TRY IT — This exercise calls for every record to be set down again, exactly and in full.

BEGIN THE INPUT

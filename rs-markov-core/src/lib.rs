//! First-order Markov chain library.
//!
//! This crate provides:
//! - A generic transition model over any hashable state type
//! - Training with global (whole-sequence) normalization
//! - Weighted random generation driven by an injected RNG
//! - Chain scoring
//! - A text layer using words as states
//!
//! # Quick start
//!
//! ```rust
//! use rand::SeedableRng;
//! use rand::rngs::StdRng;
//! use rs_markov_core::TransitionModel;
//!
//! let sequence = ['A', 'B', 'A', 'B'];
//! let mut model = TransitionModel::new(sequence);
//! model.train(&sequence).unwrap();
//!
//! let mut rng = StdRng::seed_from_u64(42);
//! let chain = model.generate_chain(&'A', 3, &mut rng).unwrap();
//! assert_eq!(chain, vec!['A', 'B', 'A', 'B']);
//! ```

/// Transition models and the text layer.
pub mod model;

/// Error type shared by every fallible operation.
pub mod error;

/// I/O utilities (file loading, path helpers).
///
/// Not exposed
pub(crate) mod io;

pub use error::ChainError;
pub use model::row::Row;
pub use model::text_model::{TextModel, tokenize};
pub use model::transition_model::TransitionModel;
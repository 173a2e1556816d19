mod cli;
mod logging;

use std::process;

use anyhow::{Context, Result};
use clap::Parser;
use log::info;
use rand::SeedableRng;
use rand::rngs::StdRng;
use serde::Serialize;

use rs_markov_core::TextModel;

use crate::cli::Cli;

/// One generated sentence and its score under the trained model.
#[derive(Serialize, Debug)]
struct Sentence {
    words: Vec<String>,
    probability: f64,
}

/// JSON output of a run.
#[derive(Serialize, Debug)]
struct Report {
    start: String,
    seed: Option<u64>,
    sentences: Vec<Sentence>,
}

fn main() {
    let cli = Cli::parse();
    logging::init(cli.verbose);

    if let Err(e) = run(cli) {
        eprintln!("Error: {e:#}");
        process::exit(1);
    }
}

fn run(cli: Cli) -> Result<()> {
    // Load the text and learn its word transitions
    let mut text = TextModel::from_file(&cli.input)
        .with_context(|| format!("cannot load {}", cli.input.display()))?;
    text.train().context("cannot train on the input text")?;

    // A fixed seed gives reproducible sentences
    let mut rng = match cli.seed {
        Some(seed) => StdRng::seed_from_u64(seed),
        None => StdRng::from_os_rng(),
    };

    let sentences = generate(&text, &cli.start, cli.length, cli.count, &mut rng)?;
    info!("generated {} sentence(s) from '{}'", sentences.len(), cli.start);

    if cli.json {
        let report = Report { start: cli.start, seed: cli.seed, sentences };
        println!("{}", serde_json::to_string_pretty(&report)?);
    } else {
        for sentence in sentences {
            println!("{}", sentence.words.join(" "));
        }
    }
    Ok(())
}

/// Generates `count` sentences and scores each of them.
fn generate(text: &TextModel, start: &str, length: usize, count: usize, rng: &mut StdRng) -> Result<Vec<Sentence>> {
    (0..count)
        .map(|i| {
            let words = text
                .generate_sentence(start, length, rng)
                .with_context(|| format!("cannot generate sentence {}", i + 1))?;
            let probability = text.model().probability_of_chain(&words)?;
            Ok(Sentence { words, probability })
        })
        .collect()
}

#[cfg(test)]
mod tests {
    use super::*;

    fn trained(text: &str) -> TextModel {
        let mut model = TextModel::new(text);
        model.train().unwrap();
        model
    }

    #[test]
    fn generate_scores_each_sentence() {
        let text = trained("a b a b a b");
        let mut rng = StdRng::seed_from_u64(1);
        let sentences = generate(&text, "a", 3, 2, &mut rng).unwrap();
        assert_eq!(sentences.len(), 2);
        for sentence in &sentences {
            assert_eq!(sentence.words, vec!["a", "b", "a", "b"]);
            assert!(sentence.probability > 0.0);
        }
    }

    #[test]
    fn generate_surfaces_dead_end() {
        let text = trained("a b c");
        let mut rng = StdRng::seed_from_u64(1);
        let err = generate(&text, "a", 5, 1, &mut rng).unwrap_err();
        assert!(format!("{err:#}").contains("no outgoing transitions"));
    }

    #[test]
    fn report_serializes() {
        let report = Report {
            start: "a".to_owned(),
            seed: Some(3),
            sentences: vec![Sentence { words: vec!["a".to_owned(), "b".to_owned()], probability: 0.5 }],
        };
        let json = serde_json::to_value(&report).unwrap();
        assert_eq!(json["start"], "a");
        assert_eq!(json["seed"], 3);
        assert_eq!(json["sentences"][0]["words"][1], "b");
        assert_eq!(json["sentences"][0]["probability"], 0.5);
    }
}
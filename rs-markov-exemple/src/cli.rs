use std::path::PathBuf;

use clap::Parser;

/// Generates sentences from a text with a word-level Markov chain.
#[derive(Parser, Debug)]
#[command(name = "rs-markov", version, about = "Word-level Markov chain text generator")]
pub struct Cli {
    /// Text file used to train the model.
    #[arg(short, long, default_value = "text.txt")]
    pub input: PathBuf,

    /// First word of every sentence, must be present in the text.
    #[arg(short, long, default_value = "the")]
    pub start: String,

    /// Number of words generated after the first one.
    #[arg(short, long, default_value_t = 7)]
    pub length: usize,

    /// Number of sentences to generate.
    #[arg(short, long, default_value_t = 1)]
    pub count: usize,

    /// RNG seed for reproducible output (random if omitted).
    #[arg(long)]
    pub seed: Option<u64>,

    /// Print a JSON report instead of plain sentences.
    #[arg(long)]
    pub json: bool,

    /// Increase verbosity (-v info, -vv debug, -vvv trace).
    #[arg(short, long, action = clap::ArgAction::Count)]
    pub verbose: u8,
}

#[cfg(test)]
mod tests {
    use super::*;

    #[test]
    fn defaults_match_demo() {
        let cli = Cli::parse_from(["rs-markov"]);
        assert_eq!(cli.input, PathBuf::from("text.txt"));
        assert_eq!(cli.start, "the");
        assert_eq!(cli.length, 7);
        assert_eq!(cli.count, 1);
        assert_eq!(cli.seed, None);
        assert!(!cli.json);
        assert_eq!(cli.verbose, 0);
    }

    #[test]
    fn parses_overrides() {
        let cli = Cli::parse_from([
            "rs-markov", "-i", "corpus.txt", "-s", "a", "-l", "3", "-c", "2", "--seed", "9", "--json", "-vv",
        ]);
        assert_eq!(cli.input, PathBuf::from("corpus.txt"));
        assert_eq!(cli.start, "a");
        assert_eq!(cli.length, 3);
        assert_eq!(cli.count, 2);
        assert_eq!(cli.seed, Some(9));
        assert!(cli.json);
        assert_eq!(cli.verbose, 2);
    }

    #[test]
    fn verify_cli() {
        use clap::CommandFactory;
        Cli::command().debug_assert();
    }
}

END THE INPUT

TASK RESULT —
filename rs-markov-core/src/lib.rs
//! First-order Markov chain library.
//!
//! This crate provides:
//! - A generic transition model over any hashable state type
//! - Training with global (whole-sequence) normalization
//! - Weighted random generation driven by an injected RNG
//! - Chain scoring
//! - A text layer using words as states
//!
//! # Quick start
//!
//! ```rust
//! use rand::SeedableRng;
//! use rand::rngs::StdRng;
//! use rs_markov_core::TransitionModel;
//!
//! let sequence = ['A', 'B', 'A', 'B'];
//! let mut model = TransitionModel::new(sequence);
//! model.train(&sequence).unwrap();
//!
//! let mut rng = StdRng::seed_from_u64(42);
//! let chain = model.generate_chain(&'A', 3, &mut rng).unwrap();
//! assert_eq!(chain, vec!['A', 'B', 'A', 'B']);
//! ```

/// Transition models and the text layer.
pub mod model;

/// Error type shared by every fallible operation.
pub mod error;

/// I/O utilities (file loading, path helpers).
///
/// Not exposed
pub(crate) mod io;

pub use error::ChainError;
pub use model::row::Row;
pub use model::text_model::{TextModel, tokenize};
pub use model::transition_model::TransitionModel;
repository 173a2e1556816d19
mod cli;
mod logging;

use std::process;

use anyhow::{Context, Result};
use clap::Parser;
use log::info;
use rand::SeedableRng;
use rand::rngs::StdRng;
use serde::Serialize;

use rs_markov_core::TextModel;

use crate::cli::Cli;

/// One generated sentence and its score under the trained model.
#[derive(Serialize, Debug)]
struct Sentence {
    words: Vec<String>,
    probability: f64,
}

/// JSON output of a run.
#[derive(Serialize, Debug)]
struct Report {
    start: String,
    seed: Option<u64>,
    sentences: Vec<Sentence>,
}

fn main() {
    let cli = Cli::parse();
    logging::init(cli.verbose);

    if let Err(e) = run(cli) {
        eprintln!("Error: {e:#}");
        process::exit(1);
    }
}

fn run(cli: Cli) -> Result<()> {
    // Load the text and learn its word transitions
    let mut text = TextModel::from_file(&cli.input)
        .with_context(|| format!("cannot load {}", cli.input.display()))?;
    text.train().context("cannot train on the input text")?;

    // A fixed seed gives reproducible sentences
    let mut rng = match cli.seed {
        Some(seed) => StdRng::seed_from_u64(seed),
        None => StdRng::from_os_rng(),
    };

    let sentences = generate(&text, &cli.start, cli.length, cli.count, &mut rng)?;
    info!("generated {} sentence(s) from '{}'", sentences.len(), cli.start);

    if cli.json {
        let report = Report { start: cli.start, seed: cli.seed, sentences };
        println!("{}", serde_json::to_string_pretty(&report)?);
    } else {
        for sentence in sentences {
            println!("{}", sentence.words.join(" "));
        }
    }
    Ok(())
}

/// Generates `count` sentences and scores each of them.
fn generate(text: &TextModel, start: &str, length: usize, count: usize, rng: &mut StdRng) -> Result<Vec<Sentence>> {
    (0..count)
        .map(|i| {
            let words = text
                .generate_sentence(start, length, rng)
                .with_context(|| format!("cannot generate sentence {}", i + 1))?;
            let probability = text.model().probability_of_chain(&words)?;
            Ok(Sentence { words, probability })
        })
        .collect()
}

#[cfg(test)]
mod tests {
    use super::*;

    fn trained(text: &str) -> TextModel {
        let mut model = TextModel::new(text);
        model.train().unwrap();
        model
    }

    #[test]
    fn generate_scores_each_sentence() {
        let text = trained("a b a b a b");
        let mut rng = StdRng::seed_from_u64(1);
        let sentences = generate(&text, "a", 3, 2, &mut rng).unwrap();
        assert_eq!(sentences.len(), 2);
        for sentence in &sentences {
            assert_eq!(sentence.words, vec!["a", "b", "a", "b"]);
            assert!(sentence.probability > 0.0);
        }
    }

    #[test]
    fn generate_surfaces_dead_end() {
        let text = trained("a b c");
        let mut rng = StdRng::seed_from_u64(1);
        let err = generate(&text, "a", 5, 1, &mut rng).unwrap_err();
        assert!(format!("{err:#}").contains("no outgoing transitions"));
    }

    #[test]
    fn report_serializes() {
        let report = Report {
            start: "a".to_owned(),
            seed: Some(3),
            sentences: vec![Sentence { words: vec!["a".to_owned(), "b".to_owned()], probability: 0.5 }],
        };
        let json = serde_json::to_value(&report).unwrap();
        assert_eq!(json["start"], "a");
        assert_eq!(json["seed"], 3);
        assert_eq!(json["sentences"][0]["words"][1], "b");
        assert_eq!(json["sentences"][0]["probability"], 0.5);
    }
}
filename rs-markov-exemple/src/cli.rs
use std::path::PathBuf;

use clap::Parser;

/// Generates sentences from a text with a word-level Markov chain.
#[derive(Parser, Debug)]
#[command(name = "rs-markov", version, about = "Word-level Markov chain text generator")]
pub struct Cli {
    /// Text file used to train the model.
    #[arg(short, long, default_value = "text.txt")]
    pub input: PathBuf,

    /// First word of every sentence, must be present in the text.
    #[arg(short, long, default_value = "the")]
    pub start: String,

    /// Number of words generated after the first one.
    #[arg(short, long, default_value_t = 7)]
    pub length: usize,

    /// Number of sentences to generate.
    #[arg(short, long, default_value_t = 1)]
    pub count: usize,

    /// RNG seed for reproducible output (random if omitted).
    #[arg(long)]
    pub seed: Option<u64>,

    /// Print a JSON report instead of plain sentences.
    #[arg(long)]
    pub json: bool,

    /// Increase verbosity (-v info, -vv debug, -vvv trace).
    #[arg(short, long, action = clap::ArgAction::Count)]
    pub verbose: u8,
}

#[cfg(test)]
mod tests {
    use super::*;

    #[test]
    fn defaults_match_demo() {
        let cli = Cli::parse_from(["rs-markov"]);
        assert_eq!(cli.input, PathBuf::from("text.txt"));
        assert_eq!(cli.start, "the");
        assert_eq!(cli.length, 7);
        assert_eq!(cli.count, 1);
        assert_eq!(cli.seed, None);
        assert!(!cli.json);
        assert_eq!(cli.verbose, 0);
    }

    #[test]
    fn parses_overrides() {
        let cli = Cli::parse_from([
            "rs-markov", "-i", "corpus.txt", "-s", "a", "-l", "3", "-c", "2", "--seed", "9", "--json", "-vv",
        ]);
        assert_eq!(cli.input, PathBuf::from("corpus.txt"));
        assert_eq!(cli.start, "a");
        assert_eq!(cli.length, 3);
        assert_eq!(cli.count, 2);
        assert_eq!(cli.seed, Some(9));
        assert!(cli.json);
        assert_eq!(cli.verbose, 2);
    }

    #[test]
    fn verify_cli() {
        use clap::CommandFactory;
        Cli::command().debug_assert();
    }
}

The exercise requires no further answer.